Hollwich F
Klin Monbl Augenheilkd. 1988 Feb;192(2):87-96. doi: 10.1055/s-2008-1050081.
We are indebted to I. Loewenfeld and her ophthalmologist colleague H. S. Thompson for having called for an explanation of the clinical picture of Fuchs's heterochromic cyclitis in their "Critical Review." In the present author's view, the reason why so many different opinions are held concerning the clinical picture and the etiology is that only a few authors (Franceschetti, François, Georgiades, Hollwich, Huber, Kimura, Hogan and Thygeson, Perkins, Sugar and others) have been able to follow up collectives of their own, of up to 50 patients and more, for many years. None of the investigators deny the presence of typical precipitates, observed both under direct light and retroillumination; typical because they are only found in Fuchs's heterochromia and its variation Posner-Schlossman syndrome. The course is inflammation-free, since, in contrast to all other forms of diseases of the anterior uvea, neither external signs of inflammation nor posterior synechiae occur. Etiologically, according to the behavior of the pupil (François 1949, 1954), there is sympathicoparalysis, while according to Amsler and Huber as well as Verrey, Franceschetti and Herrmann there is a corresponding pathologically increased fluorescein permeability of the vessels in the anterior segment and an extreme tendency to bleeding, as shown by the filiform bleeding when the anterior chamber is opened. The sympathicoparalysis also explains the inflammation-free vascular fragility, with escape of cell elements, primarily protein (albumins) and lymphocytes (Verrey, Matteucci, Franceschetti and Hermann, and François) into the aqueous and vitreous. Therefore, the syndrome should no longer be termed "heterochromic cyclitis" but rather "heterochromia complicata" as proposed by E. Fuchs. In view of the somatic features, amounting to a status dysraphicus, the condition is probably connected with a congenital developmental anomaly of the sympathetic nerve (François); these features have been described by Franceschetti, Hollwich, Passow, Perkins, Sugar, Huber and many others. There may also be immunologic factors (Loewenfeld and Thompson); however, research into these is still only at an early stage.
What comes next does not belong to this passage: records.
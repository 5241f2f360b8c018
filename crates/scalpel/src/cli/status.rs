//! `scalpel mp4` / `scalpel seq`: rescan a recording tree and reconcile its
//! status table.

use crate::cli::error::HelpfulError;
use crate::cli::output::{
    format_size, print_json, print_table, print_table_colored, status_color, MAX_LISTED_ROWS,
};
use crate::cli::{block_on, resolve_root};
use scalpel::inventory::{
    preview_fresh, reconcile, ReconcileError, ReconcileOptions, ReconcileOutcome, ScanError,
    SmallFileReport,
};
use scalpel::ScalpelConfig;
use scalpel_db::{validate_table_name, DbError, ScalpelDb, StatusKey, StatusKind};
use serde_json::{json, Value};
use std::path::PathBuf;

#[derive(Debug, clap::Args)]
pub struct ReconcileArgs {
    /// Root of the recording tree (overrides the config)
    #[arg(long)]
    pub root: Option<PathBuf>,

    /// Status table to reconcile (default: mp4_status / seq_status)
    #[arg(long)]
    pub table: Option<String>,

    /// A camera is Complete once one file reaches this many MB
    #[arg(long)]
    pub threshold_mb: Option<u64>,

    /// Show what would change without writing
    #[arg(long)]
    pub dry_run: bool,

    /// Before scanning, delete files of the tree's type smaller than N MB
    /// (aborted exports). Only listed with --dry-run.
    #[arg(long, value_name = "N")]
    pub delete_small_mb: Option<u64>,

    /// Output as JSON
    #[arg(long)]
    pub json: bool,
}

pub fn run(kind: StatusKind, args: ReconcileArgs, config: &ScalpelConfig) -> anyhow::Result<()> {
    let root = resolve_root(args.root, config, kind)?;
    let table = args
        .table
        .unwrap_or_else(|| config.table_for(kind).to_string());
    validate_table_name(&table)?;

    let options = ReconcileOptions {
        kind,
        root,
        table,
        threshold_mb: args.threshold_mb.unwrap_or(config.threshold_mb),
        dry_run: args.dry_run,
        delete_small_mb: args.delete_small_mb,
    };

    let outcome = match block_on(execute(&options, config))? {
        Ok(outcome) => outcome,
        Err(err) => {
            if args.json {
                print_json(&failure_json(&err))?;
            }
            return Err(explain(err, &options));
        }
    };

    if args.json {
        print_json(&outcome)
    } else {
        print_outcome(&outcome);
        Ok(())
    }
}

async fn execute(
    options: &ReconcileOptions,
    config: &ScalpelConfig,
) -> Result<ReconcileOutcome, ReconcileError> {
    if !options.dry_run {
        let db = ScalpelDb::open(&config.database_path).await?;
        let outcome = reconcile(&db, options).await;
        db.close().await;
        return outcome;
    }
    if config.database_path.is_file() {
        let db = ScalpelDb::open_read_only(&config.database_path).await?;
        reconcile(&db, options).await
    } else {
        preview_fresh(options).await
    }
}

fn explain(err: ReconcileError, options: &ReconcileOptions) -> anyhow::Error {
    match err {
        ReconcileError::Scan(ScanError::RootNotFound(path))
        | ReconcileError::Scan(ScanError::RootNotADirectory(path)) => {
            HelpfulError::root_not_found(&path).into()
        }
        ReconcileError::Db(DbError::BatchWrite {
            table,
            failed,
            uncommitted,
            source,
        }) => {
            let cause = match failed {
                Some(key) => format!("{} (at {})", source, key),
                None => source.to_string(),
            };
            HelpfulError::write_aborted(&table, &cause, &uncommitted).into()
        }
        other => anyhow::Error::new(other).context(format!(
            "Reconciling {} under {}",
            options.table,
            options.root.display()
        )),
    }
}

/// Machine-readable failure for `--json`. Aborted writes carry every
/// uncommitted key.
fn failure_json(err: &ReconcileError) -> Value {
    match err {
        ReconcileError::Db(DbError::BatchWrite {
            table,
            failed,
            uncommitted,
            source,
        }) => batch_failure_json(table, failed.as_ref(), uncommitted, &source.to_string()),
        other => json!({ "error": other.to_string() }),
    }
}

fn batch_failure_json(
    table: &str,
    failed: Option<&StatusKey>,
    uncommitted: &[StatusKey],
    cause: &str,
) -> Value {
    json!({
        "error": format!("Write to {} aborted: {}", table, cause),
        "table": table,
        "failed": failed,
        "uncommitted": uncommitted,
    })
}

fn print_outcome(outcome: &ReconcileOutcome) {
    let mode = if outcome.dry_run { " (dry run)" } else { "" };
    println!(
        "{} status for {} -> {}{}",
        outcome.kind.extension().to_uppercase(),
        outcome.root.display(),
        outcome.table,
        mode
    );
    println!();

    let mut rows = vec![
        vec!["Dates scanned".to_string(), outcome.dates_scanned.to_string()],
        vec!["Cases scanned".to_string(), outcome.cases_scanned.to_string()],
        vec!["Camera rows".to_string(), outcome.records.len().to_string()],
        vec!["Files found".to_string(), outcome.files_found.to_string()],
    ];
    if let Some(written) = &outcome.written {
        rows.push(vec!["Inserted".to_string(), written.inserted.to_string()]);
        rows.push(vec!["Updated".to_string(), written.updated.to_string()]);
        rows.push(vec!["Unchanged".to_string(), written.unchanged.to_string()]);
    }
    if let Some(diff) = &outcome.diff {
        rows.push(vec!["Would insert".to_string(), diff.inserted.len().to_string()]);
        rows.push(vec!["Would update".to_string(), diff.changed.len().to_string()]);
        rows.push(vec!["Unchanged".to_string(), diff.unchanged.to_string()]);
    }
    rows.push(vec!["Skipped entries".to_string(), outcome.skipped.len().to_string()]);
    print_table(&["Metric", "Value"], rows);

    if let Some(cleanup) = &outcome.cleanup {
        print_cleanup(cleanup);
    }

    if let Some(diff) = &outcome.diff {
        if !diff.changed.is_empty() {
            println!();
            println!("Changed rows:");
            let rows = diff
                .changed
                .iter()
                .take(MAX_LISTED_ROWS)
                .map(|c| {
                    vec![
                        (c.key.to_string(), None),
                        (
                            format!(
                                "{} / {} MB",
                                c.old_status,
                                c.old_size_mb.map_or("-".to_string(), |s| s.to_string())
                            ),
                            Some(status_color(c.old_status)),
                        ),
                        (
                            format!("{} / {} MB", c.new_status, c.new_size_mb),
                            Some(status_color(c.new_status)),
                        ),
                    ]
                })
                .collect();
            print_table_colored(&["Row", "Old", "New"], rows);
            print_more(diff.changed.len());
        }
        if !diff.inserted.is_empty() {
            println!();
            println!("New rows:");
            let rows = diff
                .inserted
                .iter()
                .take(MAX_LISTED_ROWS)
                .map(|r| {
                    vec![
                        (r.key.to_string(), None),
                        (r.status.to_string(), Some(status_color(r.status))),
                        (format!("{} MB", r.size_mb), None),
                    ]
                })
                .collect();
            print_table_colored(&["Row", "Status", "Size"], rows);
            print_more(diff.inserted.len());
        }
    }

    if !outcome.skipped.is_empty() {
        println!();
        println!("Skipped:");
        for entry in &outcome.skipped {
            println!("  {}  ({})", entry.path.display(), entry.reason);
        }
    }
}

fn print_cleanup(report: &SmallFileReport) {
    println!();
    if report.candidates.is_empty() {
        println!("No files under {} MB found.", report.below_mb);
        return;
    }
    let verb = if report.applied { "Deleted" } else { "Would delete" };
    println!(
        "{} {} file(s) under {} MB ({}):",
        verb,
        if report.applied { report.removed.len() } else { report.candidates.len() },
        report.below_mb,
        format_size(report.candidate_bytes())
    );
    for file in report.candidates.iter().take(MAX_LISTED_ROWS) {
        println!("  {}  ({})", file.path.display(), format_size(file.size_bytes));
    }
    print_more(report.candidates.len());
    for (path, reason) in &report.failed {
        println!("  could not delete {}: {}", path.display(), reason);
    }
}

fn print_more(total: usize) {
    if total > MAX_LISTED_ROWS {
        println!("  ... and {} more", total - MAX_LISTED_ROWS);
    }
}
//! Output formatting for CLI commands

use comfy_table::{presets::UTF8_FULL_CONDENSED, Cell, Color, ContentArrangement, Table};
use scalpel_db::StatusCode;

/// Rows listed in full before the rest are summarised as "... and N more".
pub const MAX_LISTED_ROWS: usize = 50;

/// Format a file size in human-readable form (decimal units, like status sizes)
///
/// Examples:
/// - 500 -> "500 B"
/// - 1_500_000 -> "1.5 MB"
pub fn format_size(bytes: u64) -> String {
    const KB: u64 = 1_000;
    const MB: u64 = KB * 1_000;
    const GB: u64 = MB * 1_000;
    const TB: u64 = GB * 1_000;

    if bytes >= TB {
        format!("{:.1} TB", bytes as f64 / TB as f64)
    } else if bytes >= GB {
        format!("{:.1} GB", bytes as f64 / GB as f64)
    } else if bytes >= MB {
        format!("{:.1} MB", bytes as f64 / MB as f64)
    } else if bytes >= KB {
        format!("{:.1} KB", bytes as f64 / KB as f64)
    } else {
        format!("{} B", bytes)
    }
}

pub fn status_color(status: StatusCode) -> Color {
    match status {
        StatusCode::Complete => Color::Green,
        StatusCode::Incomplete => Color::Yellow,
        StatusCode::Missing => Color::Red,
    }
}

fn new_table(headers: &[&str]) -> Table {
    let mut table = Table::new();
    table
        .load_preset(UTF8_FULL_CONDENSED)
        .set_content_arrangement(ContentArrangement::Dynamic);
    let header_cells: Vec<Cell> = headers
        .iter()
        .map(|h| Cell::new(h).fg(Color::Cyan))
        .collect();
    table.set_header(header_cells);
    table
}

/// Print a table with styled headers
pub fn print_table(headers: &[&str], rows: Vec<Vec<String>>) {
    let mut table = new_table(headers);
    for row in rows {
        table.add_row(row);
    }
    println!("{}", table);
}

/// Print a table with custom column colors
pub fn print_table_colored(headers: &[&str], rows: Vec<Vec<(String, Option<Color>)>>) {
    let mut table = new_table(headers);
    for row in rows {
        let cells: Vec<Cell> = row
            .into_iter()
            .map(|(text, color)| match color {
                Some(c) => Cell::new(text).fg(c),
                None => Cell::new(text),
            })
            .collect();
        table.add_row(cells);
    }
    println!("{}", table);
}

/// Print a value as pretty JSON on stdout
pub fn print_json<T: serde::Serialize>(value: &T) -> anyhow::Result<()> {
    println!("{}", serde_json::to_string_pretty(value)?);
    Ok(())
}

#[cfg(test)]
mod tests {
    use super::*;

    #[test]
    fn test_format_size() {
        assert_eq!(format_size(0), "0 B");
        assert_eq!(format_size(500), "500 B");
        assert_eq!(format_size(1_500), "1.5 KB");
        assert_eq!(format_size(250_000_000), "250.0 MB");
        assert_eq!(format_size(3_200_000_000), "3.2 GB");
    }

    #[test]
    fn test_status_colors_differ() {
        assert_ne!(
            status_color(StatusCode::Complete),
            status_color(StatusCode::Missing)
        );
    }
}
我们要感谢I. 勒文菲尔德及其眼科医生同事H. S. 汤普森,他们在“批判性综述”中呼吁对富克斯异色性睫状体炎的临床症状作出解释。在本文作者看来,对于临床症状和病因存在如此多不同观点的原因在于,只有少数作者(弗朗切谢蒂、弗朗索瓦、乔治亚德斯、霍尔维希、胡贝尔、木村、霍根和蒂格森、珀金斯、休格等人)能够多年跟踪自己收集的多达50名及以上患者的群体。没有一位研究者否认在直接照明和后照法下观察到的典型沉淀物的存在;之所以典型,是因为它们仅见于富克斯异色症及其变异型波斯纳 - 施洛斯曼综合征。病程无炎症,因为与前葡萄膜炎的所有其他形式不同,既没有炎症的外部体征,也没有后粘连。从病因学角度来看,根据瞳孔的表现(弗朗索瓦,1949年,1954年),存在交感神经麻痹,而根据阿姆斯勒和胡贝尔以及韦雷、弗朗切谢蒂和赫尔曼的观点,前节血管存在相应的病理性荧光素通透性增加以及极度的出血倾向,如前房开放时的丝状出血所示。交感神经麻痹也解释了无炎症的血管脆弱性,细胞成分,主要是蛋白质(白蛋白)和淋巴细胞(韦雷、马泰ucci、弗朗切谢蒂和赫尔曼以及弗朗索瓦)进入房水和玻璃体。因此,该综合征不应再称为“异色性睫状体炎”,而应如E. 富克斯所提议的称为“复杂性异色症”。鉴于其相当于发育不全状态的躯体特征,这种情况可能与交感神经的先天性发育异常有关(弗朗索瓦);这些特征已被弗朗切谢蒂、霍尔维希、帕索、珀金斯、休格、胡贝尔和许多其他人描述过。也可能存在免疫因素(勒文菲尔德和汤普森);然而,对此的研究仍处于早期阶段。